Taxi to the Dark Side

Alex Gibney/United States 2008

In an ideal world, every American voter would have to watch Alex Gibney’s Taxi to the Dark Side, digest its conclusions and consider its implications before heading to the ballot box this November. That’s because virtually no other recent documentary has spoken more clearly and resolutely to the post-9/11 times in which we live than this one, a stark condemnation of the American government’s consent to torture as a method of military interrogation.

To be clear: the director might have had an agenda in making the picture, but this is no piece of quackery. Gibney’s meticulous research helps the subject get past any partisan veneer and cut directly to essential truths about the American character, as we’ve come to understand it through the past 230 years.

Gibney honed his craft as an editor of fiction films, so it comes as no surprise that he’s structured Taxi as one. It follows the format of an investigatory piece, commencing with the case of Dilawar, an Afghan cabbie falsely imprisoned by American troops and beaten to death by them despite his proven innocence. The narration makes clear the subsequent goal: to understand how men who appeared to have been upstanding citizens could be driven to commit such a heinous act.

His journey towards that understanding intersects with several important events and their complex ramifications, among them the Stanford prison experiment which – among others performed during the mid 20th century – influenced CIA’s interrogatory techniques; the 2000 election of an administration bent on increasing the power of the executive branch of the government; the climate of fear spurred by the events of 9/11 and its large scale exploitation.

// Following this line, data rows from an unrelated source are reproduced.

use std::cell::RefCell;
use std::collections::HashMap;
use std::num::NonZeroU64;
use std::sync::{Arc, Mutex, PoisonError, RwLock, RwLockReadGuard, RwLockWriteGuard};

use once_cell::sync::Lazy;
use thiserror::Error;

use dof_engine::{Engine, StateEngine};

/// Constructor used by [`create`].
pub type EngineFactory = fn() -> Box<dyn Engine>;

/// Opaque engine identity handed to callers.
///
/// Ids are never reused, so a stale handle can never address a newer instance.
#[derive(Debug, Clone, Copy, PartialEq, Eq, Hash)]
pub struct Handle(NonZeroU64);

impl Handle {
    /// Wrap a raw token; `0` is never a valid handle.
    pub fn from_raw(raw: u64) -> Option<Self> {
        NonZeroU64::new(raw).map(Self)
    }

    /// Raw token for the C surface.
    pub fn into_raw(self) -> u64 {
        self.0.get()
    }
}

/// Errors from handle-addressed calls.
#[derive(Debug, Clone, PartialEq, Eq, Error)]
pub enum BridgeError {
    /// The null handle was passed.
    #[error("null engine handle")]
    NullHandle,

    /// The handle was never issued or has been destroyed.
    #[error("unknown or destroyed engine handle: {0}")]
    UnknownHandle(u64),

    /// A required argument was null.
    #[error("missing argument: {0}")]
    MissingArgument(&'static str),

    /// The handle was called again from inside one of its own calls, for
    /// example from the log callback.
    #[error("engine handle {0} is already in a call on this thread")]
    Reentrant(u64),
}

type Slot = Arc<Mutex<Box<dyn Engine>>>;

struct InstanceTable {
    next_id: NonZeroU64,
    live: HashMap<NonZeroU64, Slot>,
}

static TABLE: Lazy<RwLock<InstanceTable>> = Lazy::new(|| {
    RwLock::new(InstanceTable {
        next_id: NonZeroU64::MIN,
        live: HashMap::new(),
    })
});

static FACTORY: RwLock<EngineFactory> = RwLock::new(StateEngine::boxed as EngineFactory);

fn table() -> RwLockReadGuard<'static, InstanceTable> {
    TABLE.read().unwrap_or_else(PoisonError::into_inner)
}

fn table_mut() -> RwLockWriteGuard<'static, InstanceTable> {
    TABLE.write().unwrap_or_else(PoisonError::into_inner)
}

thread_local! {
    static IN_CALL: RefCell<Vec<NonZeroU64>> = const { RefCell::new(Vec::new()) };
}

/// Marks a handle as busy on the current thread until dropped.
struct CallMarker(NonZeroU64);

impl CallMarker {
    fn enter(id: NonZeroU64) -> Option<Self> {
        IN_CALL.with_borrow_mut(|busy| {
            if busy.contains(&id) {
                return None;
            }
            busy.push(id);
            Some(Self(id))
        })
    }
}

impl Drop for CallMarker {
    fn drop(&mut self) {
        IN_CALL.with_borrow_mut(|busy| {
            if let Some(pos) = busy.iter().rposition(|id| *id == self.0) {
                busy.remove(pos);
            }
        });
    }
}

/// Replace the constructor used for new instances. Live instances keep the
/// engine they were created with.
pub fn set_engine_factory(factory: EngineFactory) {
    *FACTORY.write().unwrap_or_else(PoisonError::into_inner) = factory;
}

/// Construct a new engine instance and return its handle.
pub fn create() -> Handle {
    let factory = *FACTORY.read().unwrap_or_else(PoisonError::into_inner);
    let engine = factory();

    let mut table = table_mut();
    let id = table.next_id;
    table.next_id = id.saturating_add(1);
    table.live.insert(id, Arc::new(Mutex::new(engine)));
    Handle(id)
}

/// Release the instance behind `handle`.
///
/// A call still running on another thread keeps the engine alive until it
/// returns.
pub fn destroy(handle: Handle) -> Result<(), BridgeError> {
    let slot = table_mut()
        .live
        .remove(&handle.0)
        .ok_or(BridgeError::UnknownHandle(handle.into_raw()))?;
    drop(slot);
    Ok(())
}

/// Number of live instances.
pub fn live_instances() -> usize {
    table().live.len()
}

/// Run `f` against the engine behind `handle`.
///
/// The table is only read-locked for the lookup and released before `f`
/// runs; only the instance's own lock is held, so calls on different handles
/// never wait on each other. A call on a handle that is already inside `f` on
/// this thread fails with [`BridgeError::Reentrant`] instead of deadlocking.
pub(crate) fn with_engine<R>(
    handle: Handle,
    f: impl FnOnce(&mut dyn Engine) -> R,
) -> Result<R, BridgeError> {
    let _marker =
        CallMarker::enter(handle.0).ok_or(BridgeError::Reentrant(handle.into_raw()))?;
    let slot = table()
        .live
        .get(&handle.0)
        .cloned()
        .ok_or(BridgeError::UnknownHandle(handle.into_raw()))?;
    let mut engine = slot.lock().unwrap_or_else(PoisonError::into_inner);
    Ok(f(&mut **engine))
}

Lest anyone doubt the substance of his arguments, Gibney incorporates an impressive collection of talking heads, including such formerly high-ranking administrative officials as Lawrence Wilkerson (Colin Powell’s Chief of Staff) and several soldiers with firsthand experience of the interrogation process. He fills the movie with jarring found footage, including gruesome postmortem stills of Dilawar’s wounds and a prison commander describing the right way to beat a prisoner. At the same time, his narration meticulously outlines the secret memos, tacit acquiescence and blustery rhetoric with which the Bush administration went about approving a policy of torture. This makes for an experience at once viscerally revolting and intellectually stimulating, convincing evidence that these abuses trace back to the highest chain of command.

The film does not end on the uplifting call to action that’s a staple of lesser politically oriented documentaries. Instead, it remains consistently true to its brutal and uncompromising horror movie aesthetic. Gibney’s work serves as a study of the worst consequences of widespread groupthink and the psychological enabling of the worst kind of corruption. Taxi to the Dark Side chronicles a society that has lost its way, in the hope that it may again be found.